INTERNAL LINK MAPPING

HOW TO CREATE A VISUAL LINK MAP

Website architecture can make or break your site.

A well thought out internal linking strategy can give a site a nice rankings boost, whereas if users can't find a page through clicking, Google is unlikely to rank that page very highly at all.

We can shape our website's internal architecture so that all pages are accessible within as few clicks as possible, creating a great user experience and saving crawl budget.

Simple content silo link map

In the simple content silo above, you can see that any page on the example site is reachable within three clicks from the homepage, and the website has 40 overall pages.

By adding just one more link from each page, so 4 in the first level instead of 3, then 4 in the next level, and so on, we'd have 85 pages available.

Now what if we had, say, 10 pages on each of the levels? We'll have 1,101 pages, all of which are navigable within 3 clicks from the homepage.

Pages that are hard to find by clicking are unlikely to rank as well as they could if they were easy to find.

This is one of the reasons that the homepage of a website will often rank for the most keywords and get the most traffic (this isn’t always the case, but the homepage will usually be in at least the top 5-10 pages in terms of traffic, even for very large sites).

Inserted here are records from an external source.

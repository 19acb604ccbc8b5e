// SPDX-License-Identifier: BUSL-1.1
// Copyright (c) 2026 Alfred Jean LLC

//! ctldash: poll a ctl daemon's introspection service and render it.

use std::io::{IsTerminal, Write};
use std::time::Duration;

use clap::Parser;
use ctl_core::SystemClock;
use ctl_dash::color::{self, Palette};
use ctl_dash::render::{self, Renderer};
use ctl_dash::{DashError, DashOptions, Dashboard, ExitError, MonitorClient, Target};
use tracing_subscriber::EnvFilter;

/// Items polled when none are named
const DEFAULT_ITEMS: &[&str] = &["stats", "slots", "jobcount", "jobs", "job_assignments", "directory"];

#[derive(Parser)]
#[command(name = "ctldash", version, about = "Poll and display ctl daemon state", styles = color::styles())]
struct Cli {
    /// Introspection service: host[:port] or unix:<path>
    #[arg(short, long, default_value = "localhost:8100")]
    server: Target,

    /// Seconds between polls
    #[arg(short, long, default_value = "1", value_parser = parse_interval)]
    interval: Duration,

    /// Poll once, print and exit
    #[arg(long)]
    once: bool,

    /// Print one JSON line per poll instead of tables
    #[arg(long)]
    json: bool,

    /// Keep polling when the server returns no data
    #[arg(long)]
    allow_empty: bool,

    /// Items to poll (default: all tables)
    items: Vec<String>,
}

fn parse_interval(s: &str) -> Result<Duration, DashError> {
    s.parse::<f64>()
        .ok()
        .filter(|secs| *secs > 0.0)
        .and_then(|secs| Duration::try_from_secs_f64(secs).ok())
        .ok_or_else(|| DashError::InvalidInterval(s.to_string()))
}

#[tokio::main]
async fn main() {
    if let Err(e) = run().await {
        match e.downcast_ref::<ExitError>() {
            Some(exit) => {
                eprintln!("Error: {exit}");
                std::process::exit(exit.code);
            }
            None => {
                eprintln!("Error: {e:#}");
                std::process::exit(1);
            }
        }
    }
}

async fn run() -> anyhow::Result<()> {
    // The terminal is the render surface; log only on request.
    if std::env::var_os("RUST_LOG").is_some() {
        tracing_subscriber::fmt()
            .with_env_filter(EnvFilter::from_default_env())
            .with_writer(std::io::stderr)
            .init();
    }

    let cli = Cli::parse();
    let mut client = MonitorClient::new(cli.server);
    if cli.items.is_empty() {
        for item in DEFAULT_ITEMS {
            client.add_item(*item);
        }
    }
    for item in cli.items {
        client.add_item(item);
    }

    let options = DashOptions { interval: cli.interval, allow_empty: cli.allow_empty };
    let mut dashboard = Dashboard::new(client, SystemClock, options);
    let renderer = Renderer::new(Palette::detect());
    let clear = !cli.once && !cli.json && std::io::stdout().is_terminal();
    let json = cli.json;

    let poll = dashboard.run(cli.once, |snapshot| {
        let mut out = std::io::stdout().lock();
        if json {
            render::json(&mut out, snapshot)?;
        } else {
            if clear {
                write!(out, "\x1b[2J\x1b[H")?;
            }
            renderer.text(&mut out, snapshot)?;
        }
        out.flush()
    });

    tokio::select! {
        result = poll => result.map_err(ExitError::from)?,
        _ = tokio::signal::ctrl_c() => {}
    }
    Ok(())
}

In other words, If your site’s internal links are a disorganised mess, then it’s bad news for users trying to navigate your site.

What's more, it also forces Google to use more resources to crawl your page, and therefore you use more crawl budget.

This issue is further compounded when you consider the flow of link juice.

Just like how we build backlinks from other sites to help pages rank, we can help a page be more likely to rank by linking to it from other pages within the same website.

So it should be clear by now that what you don't want is a disorganised internal link structure.

But how can you tell if your website's architecture is no good? Simply going through the each page looking at which pages are linked to is one way, but it will take a long time.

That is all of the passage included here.